Task brief | Take every line of the material and reproduce it exactly.

Dataset content |
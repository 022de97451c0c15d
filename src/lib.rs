//! # siptweak
//!
//! An iterative **tangent-plane WCS refinement engine** ("tweak") in Rust.
//!
//! Given an initial TAN astrometric solution and a set of matched
//! (image pixel, reference sky) correspondences, the engine jointly refines
//! the linear tangent-plane projection and a SIP-style polynomial optical
//! distortion model by weighted linear least squares, advancing through an
//! explicit state machine:
//!
//! ```text
//! Initial → LinearCd → SipForward → SipInverse → Done
//! ```
//!
//! The engine does not detect stars, match catalogs, or touch any I/O —
//! correspondences arrive already matched and the fitted models go back to
//! the caller.
//!
//! ## Example
//!
//! ```no_run
//! use siptweak::{Correspondences, FitState, TanWcs, TweakConfig, TweakEngine};
//!
//! let initial = TanWcs {
//!     crval: [150.0_f64.to_radians(), -30.0_f64.to_radians()],
//!     crpix: [1000.5, 1000.5],
//!     cd: [
//!         [(1.0_f64 / 1000.0).to_radians(), 0.0],
//!         [0.0, (1.0_f64 / 1000.0).to_radians()],
//!     ],
//!     width: 2000.0,
//!     height: 2000.0,
//! };
//!
//! // Matched star positions: observed pixels and catalog (ra, dec) radians.
//! let image_xy: Vec<(f64, f64)> = vec![/* ... */];
//! let ref_radec: Vec<(f64, f64)> = vec![/* ... */];
//!
//! let corr = Correspondences::positional(&image_xy, &ref_radec)?;
//! let config = TweakConfig {
//!     weighted_fit: true,
//!     forward_order: 2,
//!     inverse_order: 4,
//!     ..Default::default()
//! };
//!
//! let mut engine = TweakEngine::new(&initial, corr, config)?;
//! engine.advance_to(FitState::Done)?;
//!
//! let (tan, sip) = engine.into_model();
//! println!("CD = {:?}, A(2,0) = {:.3e}", tan.cd, sip.a(2, 0));
//! # Ok::<(), siptweak::TweakError>(())
//! ```
//!
//! ## Numeric policy
//!
//! All computation is double precision. Coefficients are recomputed from
//! scratch at every stage, never accumulated incrementally. Least-squares
//! solves go through a dense SVD with an explicit conditioning check; an
//! ill-conditioned or underdetermined stage fails loudly and leaves the model
//! in its pre-stage state.

pub mod correspond;
pub mod engine;
pub mod error;
mod fitter;
pub mod sip;
pub mod tanwcs;

pub use correspond::Correspondences;
pub use engine::{FitState, TweakConfig, TweakEngine};
pub use error::{TweakError, TweakResult};
pub use sip::{sip_pixel_to_sky, sip_sky_to_pixel, SipDistortion, MAX_ORDER};
pub use tanwcs::TanWcs;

Response to this task |
repository 022de97451c0c15d
filename src/lib.rs
//! # siptweak
//!
//! An iterative **tangent-plane WCS refinement engine** ("tweak") in Rust.
//!
//! Given an initial TAN astrometric solution and a set of matched
//! (image pixel, reference sky) correspondences, the engine jointly refines
//! the linear tangent-plane projection and a SIP-style polynomial optical
//! distortion model by weighted linear least squares, advancing through an
//! explicit state machine:
//!
//! ```text
//! Initial → LinearCd → SipForward → SipInverse → Done
//! ```
//!
//! The engine does not detect stars, match catalogs, or touch any I/O —
//! correspondences arrive already matched and the fitted models go back to
//! the caller.
//!
//! ## Example
//!
//! ```no_run
//! use siptweak::{Correspondences, FitState, TanWcs, TweakConfig, TweakEngine};
//!
//! let initial = TanWcs {
//!     crval: [150.0_f64.to_radians(), -30.0_f64.to_radians()],
//!     crpix: [1000.5, 1000.5],
//!     cd: [
//!         [(1.0_f64 / 1000.0).to_radians(), 0.0],
//!         [0.0, (1.0_f64 / 1000.0).to_radians()],
//!     ],
//!     width: 2000.0,
//!     height: 2000.0,
//! };
//!
//! // Matched star positions: observed pixels and catalog (ra, dec) radians.
//! let image_xy: Vec<(f64, f64)> = vec![/* ... */];
//! let ref_radec: Vec<(f64, f64)> = vec![/* ... */];
//!
//! let corr = Correspondences::positional(&image_xy, &ref_radec)?;
//! let config = TweakConfig {
//!     weighted_fit: true,
//!     forward_order: 2,
//!     inverse_order: 4,
//!     ..Default::default()
//! };
//!
//! let mut engine = TweakEngine::new(&initial, corr, config)?;
//! engine.advance_to(FitState::Done)?;
//!
//! let (tan, sip) = engine.into_model();
//! println!("CD = {:?}, A(2,0) = {:.3e}", tan.cd, sip.a(2, 0));
//! # Ok::<(), siptweak::TweakError>(())
//! ```
//!
//! ## Numeric policy
//!
//! All computation is double precision. Coefficients are recomputed from
//! scratch at every stage, never accumulated incrementally. Least-squares
//! solves go through a dense SVD with an explicit conditioning check; an
//! ill-conditioned or underdetermined stage fails loudly and leaves the model
//! in its pre-stage state.

pub mod correspond;
pub mod engine;
pub mod error;
mod fitter;
pub mod sip;
pub mod tanwcs;

pub use correspond::Correspondences;
pub use engine::{FitState, TweakConfig, TweakEngine};
pub use error::{TweakError, TweakResult};
pub use sip::{sip_pixel_to_sky, sip_sky_to_pixel, SipDistortion, MAX_ORDER};
pub use tanwcs::TanWcs;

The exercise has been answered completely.